A “total return” approach that used self-created dividends would not address the conflict created by the individual who wishes to deny himself or herself a present indulgence, yet is unable to resist the temptation. While the preference for dividends might not be optimal (for tax reasons), by addressing the behavioral issue, it could be said to be rational. In other words, the investor has a desire to defer spending, but knows he doesn’t have the will, so he creates a situation that limits his opportunities and, thus, reduces the temptations.

The second explanation is based on “prospect theory” (also referred to as loss aversion), which states that investors value gains and losses differently. As such, they will base decisions on perceived gains rather than on perceived losses.

So, if someone were given two equal choices, one expressed in terms of possible gains and the other in terms of possible losses, people would choose the former. Because taking dividends doesn’t involve the sale of stock, it’s preferred to a total-return approach that may require self-created dividends through sales. Sales might involve the realization of losses, which are too painful for people to accept (they exhibit loss aversion).

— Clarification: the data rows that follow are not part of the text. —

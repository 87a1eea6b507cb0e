/*!
Test harness for remote finder tests

Starts several mock remote hosts at once and keeps them alive for the
duration of a test:
- Host URLs in start order, ready for the finder's remote list
- Per-host request statistics
- Assertions on what each host received
*/

use crate::mock_host::{Endpoint, MockHostBuilder, MockRemoteHost};
use anyhow::Result;
use std::collections::HashMap;

/// Set of running mock hosts, in configuration order
pub struct TestHarness {
    pub hosts: Vec<MockRemoteHost>,
}

impl TestHarness {
    pub fn new() -> Self {
        env_logger::try_init().ok(); // logging for tests
        Self { hosts: Vec::new() }
    }

    /// Starts one mock host per builder, in order
    pub async fn with_hosts(builders: Vec<MockHostBuilder>) -> Result<Self> {
        let mut harness = Self::new();
        for builder in builders {
            harness.hosts.push(builder.start().await?);
        }
        log::info!("[harness] started {} mock hosts", harness.hosts.len());
        Ok(harness)
    }

    pub fn urls(&self) -> Vec<String> {
        self.hosts.iter().map(|h| h.url().to_string()).collect()
    }

    pub fn host(&self, index: usize) -> &MockRemoteHost {
        &self.hosts[index]
    }

    /// Fails unless host `index` received exactly these render calls
    pub fn assert_render_targets(&self, index: usize, expected: &[&[&str]]) -> Result<()> {
        let actual = self.host(index).render_targets();
        let expected: Vec<Vec<String>> = expected
            .iter()
            .map(|call| call.iter().map(|t| t.to_string()).collect())
            .collect();
        if actual != expected {
            anyhow::bail!(
                "host {} render targets mismatch: expected {:?}, got {:?}",
                index, expected, actual
            );
        }
        Ok(())
    }

    pub fn get_stats(&self) -> TestStats {
        let mut per_host = HashMap::new();
        for host in &self.hosts {
            per_host.insert(
                host.url().to_string(),
                (
                    host.requests_to(Endpoint::Find).len(),
                    host.requests_to(Endpoint::Render).len(),
                ),
            );
        }
        TestStats { per_host }
    }
}

impl Default for TestHarness {
    fn default() -> Self {
        Self::new()
    }
}

#[derive(Debug)]
pub struct TestStats {
    /// url -> (find calls, render calls)
    pub per_host: HashMap<String, (usize, usize)>,
}

impl TestStats {
    pub fn total_requests(&self) -> usize {
        self.per_host.values().map(|(f, r)| f + r).sum()
    }
}

#[cfg(test)]
mod tests {
    use super::*;

    #[tokio::test]
    async fn test_harness_starts_hosts_in_order() {
        let harness = TestHarness::with_hosts(vec![
            MockRemoteHost::builder().metric("a", true),
            MockRemoteHost::builder().metric("b", true),
        ])
        .await
        .unwrap();

        let urls = harness.urls();
        assert_eq!(urls.len(), 2);
        assert_ne!(urls[0], urls[1]);
        assert_eq!(harness.get_stats().total_requests(), 0);
        harness.assert_render_targets(0, &[]).unwrap();
    }
}
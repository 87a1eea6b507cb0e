/*!
Payload builders for the two remote endpoints

- `completer_body`: JSON answer of `/metrics/find?format=completer`
- `raw_line`: one `path,start,end,step|v1,v2,...` line of `/render?format=raw`
*/

use serde_json::{json, Value};

/// Completer JSON for `(path, is_leaf)` entries
pub fn completer_body(entries: &[(&str, bool)]) -> Value {
    let metrics: Vec<Value> = entries
        .iter()
        .map(|(path, is_leaf)| {
            json!({ "path": path, "is_leaf": is_leaf, "name": last_segment(path) })
        })
        .collect();
    json!({ "metrics": metrics })
}

/// Raw render line; `None` points are written as the `None` token
pub fn raw_line(path: &str, start: i64, end: i64, step: i64, points: &[Option<f64>]) -> String {
    let values: Vec<String> = points
        .iter()
        .map(|point| match point {
            Some(v) => v.to_string(),
            None => "None".to_string(),
        })
        .collect();
    format!("{},{},{},{}|{}", path, start, end, step, values.join(","))
}

fn last_segment(path: &str) -> &str {
    path.trim_end_matches(['.', '/'])
        .rsplit(['.', '/'])
        .next()
        .unwrap_or(path)
}

#[cfg(test)]
mod tests {
    use super::*;

    #[test]
    fn test_raw_line_format() {
        assert_eq!(
            raw_line("a.b.c", 100, 200, 10, &[Some(1.5), None, Some(3.0)]),
            "a.b.c,100,200,10|1.5,None,3"
        );
        assert_eq!(raw_line("a.b", 0, 60, 60, &[]), "a.b,0,60,60|");
    }

    #[test]
    fn test_completer_body() {
        let body = completer_body(&[("a.b.", false), ("a.b.c", true)]);
        assert_eq!(body["metrics"][0]["path"], "a.b.");
        assert_eq!(body["metrics"][0]["is_leaf"], false);
        assert_eq!(body["metrics"][0]["name"], "b");
        assert_eq!(body["metrics"][1]["name"], "c");
    }
}
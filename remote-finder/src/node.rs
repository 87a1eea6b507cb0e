use crate::error::Result;
use crate::intervals::IntervalSet;
use crate::reader::RemoteReader;
use crate::wire::{Points, TimeInfo};

/// Tag a host framework uses to route bulk fetches of these leaves back to
/// `RemoteFinder::fetch_multi`
pub const FETCH_MULTI_TAG: &str = "remote-graphite-api";

/// Namespace prefix; carries its path only and cannot be fetched
#[derive(Debug, Clone, PartialEq, Eq)]
pub struct BranchNode {
    pub path: String,
}

impl BranchNode {
    /// Builds a branch from a find result, dropping one trailing separator
    pub fn from_find_path(path: &str) -> Self {
        let path = path
            .strip_suffix('.')
            .or_else(|| path.strip_suffix('/'))
            .unwrap_or(path);
        Self { path: path.to_string() }
    }
}

/// Concrete series owning the reader it was discovered with
#[derive(Debug, Clone)]
pub struct LeafNode {
    pub path: String,
    reader: RemoteReader,
}

impl LeafNode {
    pub fn new(path: impl Into<String>, reader: RemoteReader) -> Self {
        Self { path: path.into(), reader }
    }

    pub fn reader(&self) -> &RemoteReader {
        &self.reader
    }

    pub fn fetch_multi_tag(&self) -> &'static str {
        FETCH_MULTI_TAG
    }

    pub fn intervals(&self) -> IntervalSet {
        self.reader.get_intervals()
    }

    pub async fn fetch(&self, start_time: i64, end_time: i64) -> Result<(TimeInfo, Points)> {
        self.reader.fetch(start_time, end_time).await
    }
}

#[derive(Debug, Clone)]
pub enum Node {
    Branch(BranchNode),
    Leaf(LeafNode),
}

impl Node {
    pub fn path(&self) -> &str {
        match self {
            Node::Branch(branch) => &branch.path,
            Node::Leaf(leaf) => &leaf.path,
        }
    }

    pub fn is_leaf(&self) -> bool {
        matches!(self, Node::Leaf(_))
    }

    pub fn as_leaf(&self) -> Option<&LeafNode> {
        match self {
            Node::Leaf(leaf) => Some(leaf),
            Node::Branch(_) => None,
        }
    }

    pub fn into_leaf(self) -> Option<LeafNode> {
        match self {
            Node::Leaf(leaf) => Some(leaf),
            Node::Branch(_) => None,
        }
    }
}
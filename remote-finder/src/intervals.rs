use serde::Serialize;

/// Closed-open time range `[start, end)` in epoch seconds
#[derive(Debug, Clone, Copy, PartialEq, Eq, PartialOrd, Ord, Hash, Serialize)]
pub struct Interval {
    pub start: i64,
    pub end: i64,
}

impl Interval {
    /// An inverted range collapses to the empty interval at `start`
    pub fn new(start: i64, end: i64) -> Self {
        Self {
            start,
            end: end.max(start),
        }
    }

    pub fn size(&self) -> i64 {
        self.end.saturating_sub(self.start)
    }

    pub fn contains(&self, ts: i64) -> bool {
        self.start <= ts && ts < self.end
    }

    /// Overlapping or touching
    fn joins(&self, other: &Interval) -> bool {
        self.start <= other.end && other.start <= self.end
    }
}

/// Ordered, non-overlapping set of intervals where data is known to exist
#[derive(Debug, Clone, Default, PartialEq, Eq, Serialize)]
#[serde(transparent)]
pub struct IntervalSet {
    intervals: Vec<Interval>,
}

impl IntervalSet {
    /// Sorts and coalesces overlapping or touching intervals
    pub fn new(mut intervals: Vec<Interval>) -> Self {
        intervals.sort();
        let mut merged: Vec<Interval> = Vec::with_capacity(intervals.len());
        for interval in intervals {
            match merged.last_mut() {
                Some(last) if last.joins(&interval) => last.end = last.end.max(interval.end),
                _ => merged.push(interval),
            }
        }
        Self { intervals: merged }
    }

    pub fn iter(&self) -> std::slice::Iter<'_, Interval> {
        self.intervals.iter()
    }

    pub fn len(&self) -> usize {
        self.intervals.len()
    }

    pub fn is_empty(&self) -> bool {
        self.intervals.is_empty()
    }

    /// Total covered seconds
    pub fn size(&self) -> i64 {
        self.intervals
            .iter()
            .map(Interval::size)
            .fold(0, i64::saturating_add)
    }

    pub fn union(&self, other: &IntervalSet) -> IntervalSet {
        let mut all = self.intervals.clone();
        all.extend_from_slice(&other.intervals);
        IntervalSet::new(all)
    }

    pub fn as_slice(&self) -> &[Interval] {
        &self.intervals
    }
}

impl<'a> IntoIterator for &'a IntervalSet {
    type Item = &'a Interval;
    type IntoIter = std::slice::Iter<'a, Interval>;

    fn into_iter(self) -> Self::IntoIter {
        self.intervals.iter()
    }
}
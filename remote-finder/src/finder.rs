/**
 * REMOTE FINDER - Fan-out over the configured remote time-series hosts
 *
 * ROLE:
 * Resolves glob-style metric patterns to branch/leaf nodes and performs the
 * batched series fetch for leaves, whatever the number of hosts behind them.
 *
 * OPERATION:
 * - find_nodes: one completer query per host, all in flight at once, results
 *   yielded lazily in host-configuration order
 * - fetch_multi: group leaves by owning host, one raw render per host group,
 *   merge bodies in host-configuration order after every call returned
 * - A host that fails, times out or returns nothing contributes nothing
 * - A host that answers with a malformed raw line fails the whole fetch
 */

use crate::client::{MetricEntry, RemoteClient};
use crate::config::FinderConfig;
use crate::error::Result;
use crate::node::{BranchNode, LeafNode, Node, FETCH_MULTI_TAG};
use crate::reader::RemoteReader;
use crate::wire::{default_multi_fill, parse_raw_line, SeriesMap, TimeInfo, DEFAULT_STEP};
use crate::RemoteHost;
use futures::future::join_all;
use futures::stream::{self, Stream, StreamExt};
use std::collections::{BTreeSet, HashMap};
use tracing::{debug, warn};

/// Already-parsed query handed over by the caller
#[derive(Debug, Clone, PartialEq, Eq)]
pub struct FindQuery {
    pub pattern: String,
    pub start_time: Option<i64>,
    pub end_time: Option<i64>,
}

impl FindQuery {
    pub fn new(pattern: impl Into<String>, start_time: Option<i64>, end_time: Option<i64>) -> Self {
        Self {
            pattern: pattern.into(),
            start_time,
            end_time,
        }
    }
}

/// Leaves owned by one host, requested in a single render call
#[derive(Debug, Clone, PartialEq, Eq)]
pub struct HostGroup {
    pub host: RemoteHost,
    pub paths: Vec<String>,
}

#[derive(Debug, Clone)]
pub struct RemoteFinder {
    remotes: Vec<RemoteHost>,
    client: RemoteClient,
}

impl RemoteFinder {
    pub fn new(config: &FinderConfig) -> Result<Self> {
        let client = RemoteClient::from_config(&config.remote)?;
        Ok(Self::with_client(config.remote.remotes.clone(), client))
    }

    pub fn with_client(remotes: Vec<RemoteHost>, client: RemoteClient) -> Self {
        Self { remotes, client }
    }

    pub fn remotes(&self) -> &[RemoteHost] {
        &self.remotes
    }

    pub fn fetch_multi_tag(&self) -> &'static str {
        FETCH_MULTI_TAG
    }

    /// Lazy stream of the nodes every host reports for `query.pattern`.
    ///
    /// Hosts are queried concurrently once the stream is polled, but results
    /// come out grouped per host in configuration order. Duplicate paths from
    /// different hosts are all yielded.
    pub fn find_nodes(&self, query: FindQuery) -> impl Stream<Item = Node> + Send {
        debug!(
            finder = "remote",
            start = ?query.start_time,
            end = ?query.end_time,
            pattern = %query.pattern,
            "find_nodes"
        );

        let client = self.client.clone();
        let concurrency = self.remotes.len().max(1);
        stream::iter(self.remotes.clone())
            .map(move |host| find_on_host(client.clone(), host, query.clone()))
            .buffered(concurrency)
            .flat_map(stream::iter)
    }

    /// Collects `find_nodes` into a vector
    pub async fn find_all(&self, query: FindQuery) -> Vec<Node> {
        self.find_nodes(query).collect().await
    }

    /// Batched fetch of `nodes` over `[start_time, end_time)`.
    ///
    /// The returned mapping has an entry for every distinct requested path.
    /// When several hosts answer, the TimeInfo of the last host in
    /// configuration order wins. When no host answers at all, every path is
    /// mapped to absent values at the default 60s step.
    pub async fn fetch_multi<'a, I>(
        &self,
        nodes: I,
        start_time: i64,
        end_time: i64,
    ) -> Result<(TimeInfo, SeriesMap)>
    where
        I: IntoIterator<Item = &'a LeafNode>,
    {
        let groups = group_by_host(&self.remotes, nodes);
        debug!(
            reader = "remote",
            start = start_time,
            end = end_time,
            hosts = groups.len(),
            "fetch_multi"
        );

        let requested: BTreeSet<&str> = groups
            .iter()
            .flat_map(|group| group.paths.iter().map(String::as_str))
            .collect();

        let bodies = join_all(
            groups
                .iter()
                .map(|group| render_group(&self.client, group, start_time, end_time)),
        )
        .await;

        merge_bodies(start_time, end_time, requested, bodies)
    }
}

async fn find_on_host(client: RemoteClient, host: RemoteHost, query: FindQuery) -> Vec<Node> {
    match client.find(&host, &query.pattern).await {
        Ok(entries) => entries
            .into_iter()
            .map(|entry| to_node(&client, &host, &query, entry))
            .collect(),
        Err(e) => {
            warn!(
                host = %host,
                pattern = %query.pattern,
                error = %e,
                "find failed, skipping host"
            );
            Vec::new()
        }
    }
}

fn to_node(
    client: &RemoteClient,
    host: &RemoteHost,
    query: &FindQuery,
    entry: MetricEntry,
) -> Node {
    if !entry.is_leaf {
        return Node::Branch(BranchNode::from_find_path(&entry.path));
    }
    let reader = RemoteReader::new(
        client.clone(),
        host.clone(),
        entry.path.clone(),
        query.start_time,
        query.end_time,
    );
    Node::Leaf(LeafNode::new(entry.path, reader))
}

/// Partitions leaves by owning host.
///
/// Groups follow the host's position in `remotes`; hosts missing from the
/// list come after, in first-appearance order. A path is listed once per
/// group.
pub fn group_by_host<'a, I>(remotes: &[RemoteHost], nodes: I) -> Vec<HostGroup>
where
    I: IntoIterator<Item = &'a LeafNode>,
{
    let mut groups: Vec<HostGroup> = Vec::new();
    let mut slots: HashMap<RemoteHost, usize> = HashMap::new();

    for node in nodes {
        let host = node.reader().remote_uri();
        let slot = *slots.entry(host.clone()).or_insert_with(|| {
            groups.push(HostGroup {
                host: host.clone(),
                paths: Vec::new(),
            });
            groups.len() - 1
        });
        let paths = &mut groups[slot].paths;
        if !paths.contains(&node.path) {
            paths.push(node.path.clone());
        }
    }

    // stable: unknown hosts keep their first-appearance order
    groups.sort_by_key(|group| {
        remotes
            .iter()
            .position(|remote| remote == &group.host)
            .unwrap_or(usize::MAX)
    });
    groups
}

async fn render_group(
    client: &RemoteClient,
    group: &HostGroup,
    start_time: i64,
    end_time: i64,
) -> Option<String> {
    match client.render(&group.host, group.paths.as_slice(), start_time, end_time).await {
        Ok(body) if body.is_empty() => None,
        Ok(body) => Some(body),
        Err(e) => {
            warn!(
                host = %group.host,
                targets = group.paths.len(),
                error = %e,
                "render failed, skipping host"
            );
            None
        }
    }
}

/// Single merge point for the per-host bodies, applied in group order
fn merge_bodies<'a, P>(
    start_time: i64,
    end_time: i64,
    requested: P,
    bodies: Vec<Option<String>>,
) -> Result<(TimeInfo, SeriesMap)>
where
    P: IntoIterator<Item = &'a str>,
{
    let mut time_info = None;
    let mut series = SeriesMap::new();

    for body in bodies.into_iter().flatten() {
        for line in body.lines().map(str::trim_end).filter(|line| !line.is_empty()) {
            let parsed = parse_raw_line(line)?;
            time_info = Some(parsed.time_info);
            series.insert(parsed.path, parsed.points);
        }
    }

    let Some(time_info) = time_info else {
        return Ok(default_multi_fill(start_time, end_time, DEFAULT_STEP, requested)?);
    };

    let missing: Vec<&str> = requested
        .into_iter()
        .filter(|path| !series.contains_key(*path))
        .collect();
    if !missing.is_empty() {
        let points = time_info.empty_points()?;
        for path in missing {
            series.insert(path.to_string(), points.clone());
        }
    }
    Ok((time_info, series))
}
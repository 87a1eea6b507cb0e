//! Error types for the remote finder
//!
//! Two families live here:
//! - `ParseError`: a remote host answered, but the body does not follow the
//!   raw render line grammar or names a window too wide to fill. Always
//!   surfaced to the caller.
//! - `FinderError`: everything else. Per-host transport failures are built by
//!   the client layer and swallowed by the finder/reader; only parse errors
//!   and caller mistakes escape the public operations.

use crate::RemoteHost;

/// Malformed `meta|datapoints` line returned by a render endpoint
#[derive(Debug, Clone, PartialEq, thiserror::Error)]
pub enum ParseError {
    #[error("raw line has no single '|' separator: {0:?}")]
    MissingSeparator(String),
    #[error("raw line meta has {found} comma fields, expected {expected}: {meta:?}")]
    FieldCount {
        expected: usize,
        found: usize,
        meta: String,
    },
    #[error("raw line field '{field}' is not an integer: {value:?}")]
    InvalidInteger { field: &'static str, value: String },
    #[error("raw line datapoint is neither a number nor None: {0:?}")]
    InvalidDatapoint(String),
    #[error("raw line step must be positive, got {0}")]
    InvalidStep(i64),
    #[error("window [{start}, {end}) at step {step} is too large to fill")]
    WindowTooLarge { start: i64, end: i64, step: i64 },
    #[error("render body for a single series has {0} lines")]
    UnexpectedLines(usize),
}

#[derive(Debug, thiserror::Error)]
pub enum FinderError {
    #[error("protocol error: {0}")]
    Parse(#[from] ParseError),
    #[error("HTTP error: {0}")]
    Http(#[from] reqwest::Error),
    #[error("host {host} answered with status {status}")]
    Status { host: RemoteHost, status: u16 },
    #[error("host {host} returned an undecodable find body: {source}")]
    Decode {
        host: RemoteHost,
        #[source]
        source: serde_json::Error,
    },
    #[error("configuration error: {0}")]
    Config(String),
}

pub type Result<T, E = FinderError> = std::result::Result<T, E>;

#[cfg(test)]
mod tests {
    use super::*;

    #[test]
    fn test_parse_errors_convert_into_finder_errors() {
        let parse = FinderError::from(ParseError::InvalidStep(0));
        assert!(matches!(parse, FinderError::Parse(ParseError::InvalidStep(0))));
        assert!(parse.to_string().contains("step must be positive"));

        let lines = FinderError::from(ParseError::UnexpectedLines(2));
        assert_eq!(
            lines.to_string(),
            "protocol error: render body for a single series has 2 lines"
        );
    }

    #[test]
    fn test_status_error_names_host() {
        let status = FinderError::Status {
            host: RemoteHost::new("http://a"),
            status: 500,
        };
        assert_eq!(status.to_string(), "host http://a answered with status 500");
    }
}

What they fail to realize is that a cash dividend is the perfect substitute for the sale of an equal amount of stock, whether the market is up or down, or whether the stock is sold at a gain or a loss. It makes absolutely no difference. It’s just a matter of how the problem is framed. It’s essentially form over substance.

Whether you take the cash dividend or sell the equivalent dollar amount of the company’s stock, you’ll end up with the same amount invested in the stock. With the dividend, you own more shares but at a lower price (by the amount of the dividend), while with the self-dividend, you own fewer shares but at a higher price (because no dividend was paid).